Dexter

The automatic indexer for Postgres

Read about how it works or watch the talk

Build Status

Installation

First, install HypoPG on your database server. This doesn’t require a restart.

cd /tmp
curl -L https://github.com/HypoPG/hypopg/archive/1.3.1.tar.gz | tar xz
cd hypopg-1.3.1
make
make install # may need sudo

Note: If you have issues, make sure postgresql-server-dev-* is installed.

Enable logging for slow queries in your Postgres config file.

log_min_duration_statement = 10 # ms

And install the command line tool with:

gem install pgdexter

The command line tool is also available with Docker, Homebrew, or as a Linux package.

How to Use

Dexter needs a connection to your database and a log file to process.

tail -F -n +1 <log-file> | dexter <connection-options>

This finds slow queries and generates output like:

Started
Processing 189 new query fingerprints
Index found: public.genres_movies (genre_id)
Index found: public.genres_movies (movie_id)
Index found: public.movies (title)
Index found: public.ratings (movie_id)
Index found: public.ratings (rating)
Index found: public.ratings (user_id)
Processing 12 new query fingerprints

To be safe, Dexter will not create indexes unless you pass the --create flag.
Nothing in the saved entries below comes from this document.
use bigdecimal::BigDecimal;
use serde::Deserialize;

use crate::helpers::{deserialize_optional_decimal, deserialize_timestamp};

/// One raw record of the private ledger.
#[derive(Debug, Clone, PartialEq, Deserialize)]
pub struct LedgerEntry {
    #[serde(default)]
    pub refid: Option<String>,
    #[serde(default, deserialize_with = "deserialize_timestamp")]
    pub time: f64,
    #[serde(rename = "type", default)]
    pub r#type: String,
    #[serde(default)]
    pub subtype: Option<String>,
    #[serde(default)]
    pub asset: String,
    #[serde(default, deserialize_with = "deserialize_optional_decimal")]
    pub amount: Option<BigDecimal>,
    #[serde(default, deserialize_with = "deserialize_optional_decimal")]
    pub fee: Option<BigDecimal>,
    #[serde(default, deserialize_with = "deserialize_optional_decimal")]
    pub balance: Option<BigDecimal>,
}
use serde::Deserialize;

use crate::error::{Error, MISSING_KEYS_MESSAGE};

/// Raw request body; both fields are optional so that a missing key is
/// reported as invalid input instead of a deserialization failure.
#[derive(Debug, Default, Deserialize)]
#[serde(rename_all = "camelCase")]
pub struct SummaryRequest {
    #[serde(default)]
    pub public_key: Option<String>,
    #[serde(default)]
    pub private_key: Option<String>,
}

impl SummaryRequest {
    pub fn validate(self) -> Result<Credentials, Error> {
        let public_key = non_blank(self.public_key);
        let private_key = non_blank(self.private_key);

        match (public_key, private_key) {
            (Some(public_key), Some(private_key)) => Ok(Credentials {
                public_key,
                private_key,
            }),
            _ => Err(Error::InvalidInput(String::from(MISSING_KEYS_MESSAGE))),
        }
    }
}

fn non_blank(value: Option<String>) -> Option<String> {
    value
        .map(|v| v.trim().to_owned())
        .filter(|v| !v.is_empty())
}

/// API key pair for one summary request. Never persisted or logged.
#[derive(Clone)]
pub struct Credentials {
    pub public_key: String,
    /// base64 encoded secret
    pub private_key: String,
}

impl std::fmt::Debug for Credentials {
    fn fmt(&self, f: &mut std::fmt::Formatter<'_>) -> std::fmt::Result {
        f.debug_struct("Credentials")
            .field("public_key", &"<redacted>")
            .field("private_key", &"<redacted>")
            .finish()
    }
}

#[cfg(test)]
mod tests {
    use super::*;

    fn request(public_key: Option<&str>, private_key: Option<&str>) -> SummaryRequest {
        SummaryRequest {
            public_key: public_key.map(String::from),
            private_key: private_key.map(String::from),
        }
    }

    #[test]
    fn test_validate() {
        let credentials = request(Some(" key "), Some("c2VjcmV0"))
            .validate()
            .unwrap();
        assert_eq!(credentials.public_key, "key");
        assert_eq!(credentials.private_key, "c2VjcmV0");

        for req in [
            request(None, Some("c2VjcmV0")),
            request(Some("key"), None),
            request(Some("   "), Some("c2VjcmV0")),
            request(Some("key"), Some("")),
            SummaryRequest::default(),
        ] {
            match req.validate() {
                Err(Error::InvalidInput(message)) => {
                    assert_eq!(message, MISSING_KEYS_MESSAGE)
                },
                other => panic!("unexpected {:?}", other),
            }
        }
    }

    #[test]
    fn test_debug_redacts() {
        let credentials = request(Some("pk-live-123"), Some("c2VjcmV0"))
            .validate()
            .unwrap();
        let printed = format!("{:?}", credentials);
        assert!(!printed.contains("pk-live-123"));
        assert!(!printed.contains("c2VjcmV0"));
    }
}
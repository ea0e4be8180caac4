//! Command-line interface.
//!
//! `serve` runs the HTTP API; `summary` runs one summary for the keys in the
//! environment and prints the response body to stdout.

use std::env;

use clap::{Parser, Subcommand};
use tokio::sync::mpsc;
use tracing::{info, warn};

use crate::{
    cancellation::Cancellation,
    configuration::{get_configuration, set_configuration, Config, State},
    controller::rollover_summary::Response,
    error::Error,
    handler::{Progress, SummaryService},
    types::SummaryRequest,
};

pub const API_KEY_VAR: &str = "KRAKEN_API_KEY";
pub const API_SECRET_VAR: &str = "KRAKEN_API_SECRET";

/// Kraken rollover fee summary
#[derive(Parser)]
#[command(name = "rollover")]
#[command(about = "Kraken rollover fee summary service", long_about = None)]
#[command(version)]
pub struct Cli {
    #[command(subcommand)]
    pub command: Option<Commands>,
}

#[derive(Subcommand)]
pub enum Commands {
    /// Run the HTTP server (default if no command specified)
    Serve,

    /// Summarize the ledger of the keys in KRAKEN_API_KEY and KRAKEN_API_SECRET
    Summary {
        /// Print the JSON response indented
        #[arg(long)]
        pretty: bool,
    },
}

/// Initialize configuration and return Config
pub fn init_config() -> Result<Config, Error> {
    set_configuration()?;
    get_configuration()
}

fn request_from_env() -> SummaryRequest {
    SummaryRequest {
        public_key: env::var(API_KEY_VAR).ok(),
        private_key: env::var(API_SECRET_VAR).ok(),
    }
}

fn log_progress(event: &Progress) {
    match event {
        Progress::PageFetched {
            page,
            received,
            total,
        } => {
            info!("Page {}: {} entries, {} so far", page, received, total);
        },
        Progress::Waiting { page, delay } => {
            info!("Waiting {:?} before page {}", delay, page + 1);
        },
    }
}

/// Run one summary, cancelling it on Ctrl-C.
pub async fn run_summary(pretty: bool) -> Result<(), Error> {
    let config = init_config()?;
    let state = State::new(config.clone())?;
    let request = request_from_env();

    let (tx, mut rx) = mpsc::unbounded_channel();
    let progress = tokio::spawn(async move {
        while let Some(event) = rx.recv().await {
            log_progress(&event);
        }
    });

    let cancellation = Cancellation::new();
    let service = SummaryService::new(config);
    let result = {
        let summary =
            service.summarize(&state.http, request, &cancellation, Some(tx));
        tokio::pin!(summary);

        tokio::select! {
            result = &mut summary => result,
            signal = tokio::signal::ctrl_c() => {
                signal?;
                warn!("Interrupted, cancelling summary");
                cancellation.cancel();
                summary.await
            },
        }
    };

    progress.await?;

    let report = result?;
    let response = Response { ok: true, report };
    let body = if pretty {
        serde_json::to_string_pretty(&response)?
    } else {
        serde_json::to_string(&response)?
    };
    println!("{}", body);

    Ok(())
}

#[cfg(test)]
mod tests {
    use clap::CommandFactory;

    use super::*;

    #[test]
    fn test_cli_definition() {
        Cli::command().debug_assert();
    }

    #[test]
    fn test_default_command() {
        let cli = Cli::try_parse_from(["rollover"]).unwrap();
        assert!(cli.command.is_none());

        let cli = Cli::try_parse_from(["rollover", "summary", "--pretty"])
            .unwrap();
        assert!(matches!(cli.command, Some(Commands::Summary { pretty: true })));
    }
}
In this case, you’ll see:

Index found: public.ratings (user_id)
Creating index: CREATE INDEX CONCURRENTLY ON "public"."ratings" ("user_id")
Index created: 15243 ms

Connection Options

Dexter supports the same connection options as psql.

-h host -U user -p 5432 -d dbname

This includes URIs:

postgresql://user:pass@host:5432/dbname

and connection strings:

host=localhost port=5432 dbname=mydb

Collecting Queries

There are many ways to collect queries. For real-time indexing, pipe your logfile:

tail -F -n +1 <log-file> | dexter <connection-options>

Pass a single statement with:

dexter <connection-options> -s "SELECT * FROM ..."

or pass files:

dexter <connection-options> <file1> <file2>

or collect running queries with:

dexter <connection-options> --pg-stat-activity

Collection Options

To prevent one-off queries from being indexed, specify a minimum number of calls before a query is considered for indexing

dexter --min-calls 100

You can do the same for total time a query has run

dexter --min-time 10 # minutes

Specify the format

dexter --input-format csv

When streaming logs, specify the time to wait between processing queries

dexter --interval 60 # seconds

Examples

Ubuntu with PostgreSQL 12

tail -F -n +1 /var/log/postgresql/postgresql-12-main.log | sudo -u postgres dexter dbname

Homebrew on Mac

tail -F -n +1 /usr/local/var/postgres/server.log | dexter dbname

Analyze

For best results, make sure your tables have been recently analyzed so statistics are up-to-date. You can ask Dexter to analyze tables it comes across that haven’t been analyzed in the past hour with:

dexter --analyze

Tables

You can exclude large or write-heavy tables from indexing with:

dexter --exclude table1,table2

Alternatively, you can specify which tables to index with:

dexter --include table3,table4

Debugging

See how Dexter is processing queries with:

dexter --log-sql --log-level debug2

Hosted Postgres

The hypopg extension, which Dexter needs to run, is available on these providers.

For other providers, see this guide. To request a new extension:

  • Amazon RDS - follow the instructions on this page
  • Google Cloud SQL - vote or comment on this page
  • DigitalOcean Managed Databases - vote or comment on this page

Additional Installation Methods

Docker

Get the Docker image with:

docker pull ankane/dexter

And run it with:

docker run -ti ankane/dexter <connection-options>

For databases on the host machine, use host.docker.internal as the hostname (on Linux, this requires Docker 20.04+ and --add-host=host.docker.internal:host-gateway).

Homebrew

With Homebrew, you can use:

brew install ankane/brew/dexter

Future Work

Here are some ideas

Upgrading

Run:

gem install pgdexter

To use master, run:

gem install specific_install
gem specific_install https://github.com/ankane/dexter.git

Thanks

This software wouldn’t be possible without HypoPG, which allows you to create hypothetical indexes, and pg_query, which allows you to parse and fingerprint queries. A big thanks to Dalibo and Lukas Fittl respectively.

Research

This is known as the Index Selection Problem (ISP).

Contributing

Everyone is encouraged to help improve this project. Here are a few ways you can help:

To get started with development, run:

git clone https://github.com/ankane/dexter.git
cd dexter
bundle install
bundle exec rake install

To run tests, use:

createdb dexter_test
bundle exec rake test